AIM OF THE EXERCISE: Return the lines of the data below in which the string "pairs" occurs.

++++++++

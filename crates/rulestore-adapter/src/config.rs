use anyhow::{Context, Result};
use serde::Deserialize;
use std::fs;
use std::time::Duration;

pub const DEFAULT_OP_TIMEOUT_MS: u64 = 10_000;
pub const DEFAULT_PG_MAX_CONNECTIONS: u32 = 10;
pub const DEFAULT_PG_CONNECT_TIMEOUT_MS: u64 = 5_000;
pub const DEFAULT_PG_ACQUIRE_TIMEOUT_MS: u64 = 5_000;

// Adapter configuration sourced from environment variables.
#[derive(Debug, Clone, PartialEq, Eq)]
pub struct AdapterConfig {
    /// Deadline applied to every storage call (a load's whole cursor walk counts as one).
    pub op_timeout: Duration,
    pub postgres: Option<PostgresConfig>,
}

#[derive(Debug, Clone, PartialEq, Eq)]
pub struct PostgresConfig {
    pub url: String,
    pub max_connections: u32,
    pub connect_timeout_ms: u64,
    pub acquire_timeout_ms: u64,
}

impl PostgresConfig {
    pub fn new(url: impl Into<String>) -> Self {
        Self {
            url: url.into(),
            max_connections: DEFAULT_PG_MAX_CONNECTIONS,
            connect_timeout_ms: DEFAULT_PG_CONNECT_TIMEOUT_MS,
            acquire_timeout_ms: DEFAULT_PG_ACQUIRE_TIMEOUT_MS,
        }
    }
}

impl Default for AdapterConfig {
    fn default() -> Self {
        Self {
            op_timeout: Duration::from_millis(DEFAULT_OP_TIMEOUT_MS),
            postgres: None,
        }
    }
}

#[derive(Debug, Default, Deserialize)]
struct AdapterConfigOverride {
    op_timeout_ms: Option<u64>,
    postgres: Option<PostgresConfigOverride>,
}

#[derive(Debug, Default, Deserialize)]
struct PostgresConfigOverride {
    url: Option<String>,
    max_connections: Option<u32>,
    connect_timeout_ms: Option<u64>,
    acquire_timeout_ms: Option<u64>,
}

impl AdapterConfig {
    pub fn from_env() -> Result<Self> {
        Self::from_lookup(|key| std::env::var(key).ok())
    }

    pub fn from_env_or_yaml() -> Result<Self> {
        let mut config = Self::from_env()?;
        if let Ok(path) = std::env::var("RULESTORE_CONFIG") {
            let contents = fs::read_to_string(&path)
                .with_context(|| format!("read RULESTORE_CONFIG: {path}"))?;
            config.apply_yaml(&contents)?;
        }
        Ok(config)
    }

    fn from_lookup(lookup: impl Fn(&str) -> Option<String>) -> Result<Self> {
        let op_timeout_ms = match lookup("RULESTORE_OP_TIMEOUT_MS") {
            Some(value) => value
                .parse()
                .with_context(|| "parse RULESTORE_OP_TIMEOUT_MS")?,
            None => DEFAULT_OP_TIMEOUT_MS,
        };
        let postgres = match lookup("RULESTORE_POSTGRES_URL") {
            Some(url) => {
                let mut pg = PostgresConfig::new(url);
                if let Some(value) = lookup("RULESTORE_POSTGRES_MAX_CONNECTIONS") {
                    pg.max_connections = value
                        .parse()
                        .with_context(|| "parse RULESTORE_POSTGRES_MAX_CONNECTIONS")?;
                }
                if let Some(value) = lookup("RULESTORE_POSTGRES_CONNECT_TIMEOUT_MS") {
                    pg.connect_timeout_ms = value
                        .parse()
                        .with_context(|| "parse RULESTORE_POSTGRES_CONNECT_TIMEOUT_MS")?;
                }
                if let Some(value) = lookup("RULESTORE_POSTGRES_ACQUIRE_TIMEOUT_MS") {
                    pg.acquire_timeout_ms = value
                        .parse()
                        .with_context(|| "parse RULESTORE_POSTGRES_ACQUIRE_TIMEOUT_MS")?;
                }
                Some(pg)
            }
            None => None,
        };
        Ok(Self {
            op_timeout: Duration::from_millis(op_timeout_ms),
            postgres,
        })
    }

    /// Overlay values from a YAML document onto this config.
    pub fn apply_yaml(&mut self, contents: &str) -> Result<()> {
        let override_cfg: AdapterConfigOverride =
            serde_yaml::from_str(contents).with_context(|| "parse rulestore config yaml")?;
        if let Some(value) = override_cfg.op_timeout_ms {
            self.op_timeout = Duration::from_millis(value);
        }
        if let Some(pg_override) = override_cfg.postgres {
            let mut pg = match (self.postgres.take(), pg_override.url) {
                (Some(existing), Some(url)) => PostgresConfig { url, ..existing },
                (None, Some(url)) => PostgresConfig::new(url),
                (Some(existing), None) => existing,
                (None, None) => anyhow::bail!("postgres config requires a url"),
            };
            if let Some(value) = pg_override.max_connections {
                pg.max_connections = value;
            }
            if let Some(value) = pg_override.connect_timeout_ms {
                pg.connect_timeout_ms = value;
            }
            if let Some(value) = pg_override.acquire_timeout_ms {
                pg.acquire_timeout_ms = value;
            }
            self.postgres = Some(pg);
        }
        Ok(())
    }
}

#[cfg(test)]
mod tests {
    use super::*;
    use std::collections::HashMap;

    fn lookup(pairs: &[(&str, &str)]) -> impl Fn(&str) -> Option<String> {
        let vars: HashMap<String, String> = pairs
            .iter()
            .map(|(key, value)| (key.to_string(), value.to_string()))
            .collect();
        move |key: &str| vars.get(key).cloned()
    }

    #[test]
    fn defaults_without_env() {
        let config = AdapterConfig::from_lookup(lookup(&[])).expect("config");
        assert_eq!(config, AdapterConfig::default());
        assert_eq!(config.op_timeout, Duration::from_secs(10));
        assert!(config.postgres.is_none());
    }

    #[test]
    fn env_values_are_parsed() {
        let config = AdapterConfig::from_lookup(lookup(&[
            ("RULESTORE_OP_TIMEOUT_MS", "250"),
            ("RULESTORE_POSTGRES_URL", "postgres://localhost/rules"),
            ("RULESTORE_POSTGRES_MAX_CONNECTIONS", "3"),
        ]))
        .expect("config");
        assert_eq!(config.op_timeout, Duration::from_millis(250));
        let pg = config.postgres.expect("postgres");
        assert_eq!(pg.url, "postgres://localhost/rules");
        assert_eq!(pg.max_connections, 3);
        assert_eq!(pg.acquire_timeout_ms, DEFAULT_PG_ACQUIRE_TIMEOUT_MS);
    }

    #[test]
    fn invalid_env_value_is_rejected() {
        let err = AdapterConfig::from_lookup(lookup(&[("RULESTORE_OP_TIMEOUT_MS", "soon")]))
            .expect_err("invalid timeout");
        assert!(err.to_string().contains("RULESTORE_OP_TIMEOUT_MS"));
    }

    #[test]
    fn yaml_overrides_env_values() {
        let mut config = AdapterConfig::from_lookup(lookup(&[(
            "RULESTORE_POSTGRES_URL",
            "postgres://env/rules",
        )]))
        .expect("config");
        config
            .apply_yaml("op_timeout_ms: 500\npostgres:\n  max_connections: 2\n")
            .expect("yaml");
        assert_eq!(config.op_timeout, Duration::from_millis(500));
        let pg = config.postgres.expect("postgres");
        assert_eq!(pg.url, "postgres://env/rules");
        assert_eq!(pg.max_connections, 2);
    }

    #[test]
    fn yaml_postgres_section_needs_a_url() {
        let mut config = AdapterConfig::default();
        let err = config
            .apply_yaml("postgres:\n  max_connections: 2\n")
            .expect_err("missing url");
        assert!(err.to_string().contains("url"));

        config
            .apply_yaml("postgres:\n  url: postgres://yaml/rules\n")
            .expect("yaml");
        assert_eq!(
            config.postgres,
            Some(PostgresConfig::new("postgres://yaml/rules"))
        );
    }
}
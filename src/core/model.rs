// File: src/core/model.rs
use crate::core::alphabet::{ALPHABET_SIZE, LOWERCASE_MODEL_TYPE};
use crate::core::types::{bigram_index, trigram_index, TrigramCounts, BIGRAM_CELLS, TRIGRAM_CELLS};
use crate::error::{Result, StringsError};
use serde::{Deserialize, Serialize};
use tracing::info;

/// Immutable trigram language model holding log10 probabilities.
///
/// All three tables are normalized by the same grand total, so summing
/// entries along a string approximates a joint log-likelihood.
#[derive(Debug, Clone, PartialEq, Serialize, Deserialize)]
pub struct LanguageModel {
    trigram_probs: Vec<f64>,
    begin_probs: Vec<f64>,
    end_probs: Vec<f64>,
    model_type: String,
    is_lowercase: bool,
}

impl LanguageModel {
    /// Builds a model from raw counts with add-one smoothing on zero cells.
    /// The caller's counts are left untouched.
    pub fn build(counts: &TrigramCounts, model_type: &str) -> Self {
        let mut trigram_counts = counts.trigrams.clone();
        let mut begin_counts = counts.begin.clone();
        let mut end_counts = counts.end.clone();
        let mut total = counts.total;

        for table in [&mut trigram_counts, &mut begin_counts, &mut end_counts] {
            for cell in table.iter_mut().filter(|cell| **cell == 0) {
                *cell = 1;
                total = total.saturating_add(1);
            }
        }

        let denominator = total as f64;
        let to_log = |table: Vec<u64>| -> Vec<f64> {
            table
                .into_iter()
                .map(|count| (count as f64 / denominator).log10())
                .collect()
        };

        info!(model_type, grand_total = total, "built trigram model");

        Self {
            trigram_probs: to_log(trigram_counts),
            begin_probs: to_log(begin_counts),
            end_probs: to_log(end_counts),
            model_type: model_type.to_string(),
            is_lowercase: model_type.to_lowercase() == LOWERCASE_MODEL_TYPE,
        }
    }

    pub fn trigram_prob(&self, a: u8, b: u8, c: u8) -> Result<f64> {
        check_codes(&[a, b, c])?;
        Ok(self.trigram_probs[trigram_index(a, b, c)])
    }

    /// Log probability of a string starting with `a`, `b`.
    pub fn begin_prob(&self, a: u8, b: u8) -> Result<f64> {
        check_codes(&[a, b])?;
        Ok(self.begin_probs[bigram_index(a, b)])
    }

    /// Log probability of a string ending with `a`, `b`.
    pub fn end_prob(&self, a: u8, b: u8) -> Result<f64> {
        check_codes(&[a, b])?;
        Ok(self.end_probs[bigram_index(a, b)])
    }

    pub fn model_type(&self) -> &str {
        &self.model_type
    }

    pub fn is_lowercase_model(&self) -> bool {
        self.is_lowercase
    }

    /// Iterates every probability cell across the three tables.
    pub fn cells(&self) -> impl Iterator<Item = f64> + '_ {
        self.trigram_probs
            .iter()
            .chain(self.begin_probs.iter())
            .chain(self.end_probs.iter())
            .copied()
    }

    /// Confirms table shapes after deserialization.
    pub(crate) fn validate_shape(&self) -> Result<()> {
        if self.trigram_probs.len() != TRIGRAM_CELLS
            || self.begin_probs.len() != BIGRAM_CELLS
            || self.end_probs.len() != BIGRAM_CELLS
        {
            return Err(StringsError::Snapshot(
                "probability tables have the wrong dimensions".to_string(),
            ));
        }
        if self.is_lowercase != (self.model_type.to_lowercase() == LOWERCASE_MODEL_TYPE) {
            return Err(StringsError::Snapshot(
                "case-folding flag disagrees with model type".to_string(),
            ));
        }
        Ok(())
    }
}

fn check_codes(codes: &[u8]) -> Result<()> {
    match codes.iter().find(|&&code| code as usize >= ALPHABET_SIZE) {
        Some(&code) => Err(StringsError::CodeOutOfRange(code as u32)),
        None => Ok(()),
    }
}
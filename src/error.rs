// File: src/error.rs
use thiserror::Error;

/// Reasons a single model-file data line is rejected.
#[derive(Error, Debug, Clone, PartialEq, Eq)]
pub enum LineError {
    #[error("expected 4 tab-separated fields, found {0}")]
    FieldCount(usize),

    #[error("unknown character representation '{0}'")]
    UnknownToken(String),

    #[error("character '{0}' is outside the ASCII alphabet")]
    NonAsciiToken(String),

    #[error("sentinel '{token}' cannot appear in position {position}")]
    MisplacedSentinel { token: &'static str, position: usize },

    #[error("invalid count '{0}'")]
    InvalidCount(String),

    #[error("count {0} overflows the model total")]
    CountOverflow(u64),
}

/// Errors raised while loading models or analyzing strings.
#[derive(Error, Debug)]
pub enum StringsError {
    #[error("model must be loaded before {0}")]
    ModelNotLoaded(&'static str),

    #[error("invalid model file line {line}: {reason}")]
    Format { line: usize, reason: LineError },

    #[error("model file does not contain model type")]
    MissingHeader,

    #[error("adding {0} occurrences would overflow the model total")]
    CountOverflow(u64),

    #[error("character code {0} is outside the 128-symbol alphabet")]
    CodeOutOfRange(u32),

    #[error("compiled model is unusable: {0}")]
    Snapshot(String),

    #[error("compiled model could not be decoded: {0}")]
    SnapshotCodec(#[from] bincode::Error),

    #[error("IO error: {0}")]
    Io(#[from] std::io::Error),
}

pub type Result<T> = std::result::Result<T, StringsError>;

++++++++

TASK SOLUTION:
    fn lookup(pairs: &[(&str, &str)]) -> impl Fn(&str) -> Option<String> {
        let vars: HashMap<String, String> = pairs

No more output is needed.